## What you need to do
Word for word, restate every record.

Records drawn from a dataset
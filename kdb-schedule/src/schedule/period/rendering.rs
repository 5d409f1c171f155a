//! Period rendering
//!
//! Turns parsed blocks back into compact tokens (`月1`, `水3`), or a single marker
//! token when a block's grid is blank.

use super::grid::{PeriodBlock, PeriodFlags};
use crate::schedule::vocab::{
    Weekday, AS_NEEDED_MARKER, INTENSIVE_MARKER, NEGOTIABLE_MARKER, PERIOD_COUNT,
};

/// Marker for a blank grid: intensive, then negotiable, otherwise as-needed.
pub fn blank_marker(flags: &PeriodFlags) -> &'static str {
    if flags.intensive {
        INTENSIVE_MARKER
    } else if flags.negotiable {
        NEGOTIABLE_MARKER
    } else {
        AS_NEEDED_MARKER
    }
}

/// Tokens for one block, weekday ascending then period ascending.
pub fn render_block(block: &PeriodBlock) -> Vec<String> {
    if block.grid.is_blank() {
        return vec![blank_marker(&block.flags).to_string()];
    }
    block
        .grid
        .occupied()
        .map(|(day, period)| format!("{}{}", day.glyph(), period))
        .collect()
}

/// Tokens for every block, concatenated in clause order.
pub fn render_periods(blocks: &[PeriodBlock]) -> Vec<String> {
    blocks.iter().flat_map(render_block).collect()
}

/// Multi-line chart of a block for inspection: a flag line, a period header, then
/// one row per weekday with `#` for occupied cells.
pub fn render_chart(block: &PeriodBlock) -> String {
    let flags = &block.flags;
    let set: Vec<&str> = [
        (flags.intensive, INTENSIVE_MARKER),
        (flags.negotiable, NEGOTIABLE_MARKER),
        (flags.as_needed, AS_NEEDED_MARKER),
    ]
    .into_iter()
    .filter_map(|(on, marker)| on.then_some(marker))
    .collect();

    let mut out = String::new();
    if set.is_empty() {
        out.push_str("flags: -\n");
    } else {
        out.push_str(&format!("flags: {}\n", set.join(" ")));
    }

    out.push_str("   ");
    out.extend((1..=PERIOD_COUNT).map(|period| char::from(b'0' + period as u8)));
    out.push('\n');

    for day in Weekday::ALL {
        out.push_str(day.glyph());
        out.push(' ');
        out.extend(
            block
                .grid
                .row(day)
                .iter()
                .map(|&cell| if cell { '#' } else { '.' }),
        );
        out.push('\n');
    }
    out
}

#[cfg(test)]
mod tests {
    use super::*;
    use crate::schedule::period::grid::Grid;

    #[test]
    fn test_blank_marker_priority() {
        let all = PeriodFlags {
            intensive: true,
            negotiable: true,
            as_needed: true,
        };
        assert_eq!(blank_marker(&all), "集中");

        let negotiable = PeriodFlags {
            negotiable: true,
            as_needed: true,
            ..PeriodFlags::default()
        };
        assert_eq!(blank_marker(&negotiable), "応談");
        assert_eq!(blank_marker(&PeriodFlags::default()), "随時");
    }

    #[test]
    fn test_occupied_grid_ignores_flags() {
        let mut grid = Grid::blank();
        grid.set(Weekday::Tuesday, 3).unwrap();
        let block = PeriodBlock {
            grid,
            flags: PeriodFlags {
                intensive: true,
                ..PeriodFlags::default()
            },
        };
        assert_eq!(render_block(&block), vec!["火3"]);
    }

    #[test]
    fn test_render_periods_keeps_clause_order() {
        let mut friday = Grid::blank();
        friday.set(Weekday::Friday, 1).unwrap();
        let mut monday = Grid::blank();
        monday.set(Weekday::Monday, 2).unwrap();
        let blocks = [
            PeriodBlock {
                grid: friday,
                flags: PeriodFlags::default(),
            },
            PeriodBlock {
                grid: monday,
                flags: PeriodFlags::default(),
            },
        ];
        assert_eq!(render_periods(&blocks), vec!["金1", "月2"]);
    }
}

## Solution
filename kdb-schedule/src/schedule/period/rendering.rs
repository 5d409f1c171f155a
//! Period rendering
//!
//! Turns parsed blocks back into compact tokens (`月1`, `水3`), or a single marker
//! token when a block's grid is blank.

use super::grid::{PeriodBlock, PeriodFlags};
use crate::schedule::vocab::{
    Weekday, AS_NEEDED_MARKER, INTENSIVE_MARKER, NEGOTIABLE_MARKER, PERIOD_COUNT,
};

/// Marker for a blank grid: intensive, then negotiable, otherwise as-needed.
pub fn blank_marker(flags: &PeriodFlags) -> &'static str {
    if flags.intensive {
        INTENSIVE_MARKER
    } else if flags.negotiable {
        NEGOTIABLE_MARKER
    } else {
        AS_NEEDED_MARKER
    }
}

/// Tokens for one block, weekday ascending then period ascending.
pub fn render_block(block: &PeriodBlock) -> Vec<String> {
    if block.grid.is_blank() {
        return vec![blank_marker(&block.flags).to_string()];
    }
    block
        .grid
        .occupied()
        .map(|(day, period)| format!("{}{}", day.glyph(), period))
        .collect()
}

/// Tokens for every block, concatenated in clause order.
pub fn render_periods(blocks: &[PeriodBlock]) -> Vec<String> {
    blocks.iter().flat_map(render_block).collect()
}

/// Multi-line chart of a block for inspection: a flag line, a period header, then
/// one row per weekday with `#` for occupied cells.
pub fn render_chart(block: &PeriodBlock) -> String {
    let flags = &block.flags;
    let set: Vec<&str> = [
        (flags.intensive, INTENSIVE_MARKER),
        (flags.negotiable, NEGOTIABLE_MARKER),
        (flags.as_needed, AS_NEEDED_MARKER),
    ]
    .into_iter()
    .filter_map(|(on, marker)| on.then_some(marker))
    .collect();

    let mut out = String::new();
    if set.is_empty() {
        out.push_str("flags: -\n");
    } else {
        out.push_str(&format!("flags: {}\n", set.join(" ")));
    }

    out.push_str("   ");
    out.extend((1..=PERIOD_COUNT).map(|period| char::from(b'0' + period as u8)));
    out.push('\n');

    for day in Weekday::ALL {
        out.push_str(day.glyph());
        out.push(' ');
        out.extend(
            block
                .grid
                .row(day)
                .iter()
                .map(|&cell| if cell { '#' } else { '.' }),
        );
        out.push('\n');
    }
    out
}

#[cfg(test)]
mod tests {
    use super::*;
    use crate::schedule::period::grid::Grid;

    #[test]
    fn test_blank_marker_priority() {
        let all = PeriodFlags {
            intensive: true,
            negotiable: true,
            as_needed: true,
        };
        assert_eq!(blank_marker(&all), "集中");

        let negotiable = PeriodFlags {
            negotiable: true,
            as_needed: true,
            ..PeriodFlags::default()
        };
        assert_eq!(blank_marker(&negotiable), "応談");
        assert_eq!(blank_marker(&PeriodFlags::default()), "随時");
    }

    #[test]
    fn test_occupied_grid_ignores_flags() {
        let mut grid = Grid::blank();
        grid.set(Weekday::Tuesday, 3).unwrap();
        let block = PeriodBlock {
            grid,
            flags: PeriodFlags {
                intensive: true,
                ..PeriodFlags::default()
            },
        };
        assert_eq!(render_block(&block), vec!["火3"]);
    }

    #[test]
    fn test_render_periods_keeps_clause_order() {
        let mut friday = Grid::blank();
        friday.set(Weekday::Friday, 1).unwrap();
        let mut monday = Grid::blank();
        monday.set(Weekday::Monday, 2).unwrap();
        let blocks = [
            PeriodBlock {
                grid: friday,
                flags: PeriodFlags::default(),
            },
            PeriodBlock {
                grid: monday,
                flags: PeriodFlags::default(),
            },
        ];
        assert_eq!(render_periods(&blocks), vec!["金1", "月2"]);
    }
}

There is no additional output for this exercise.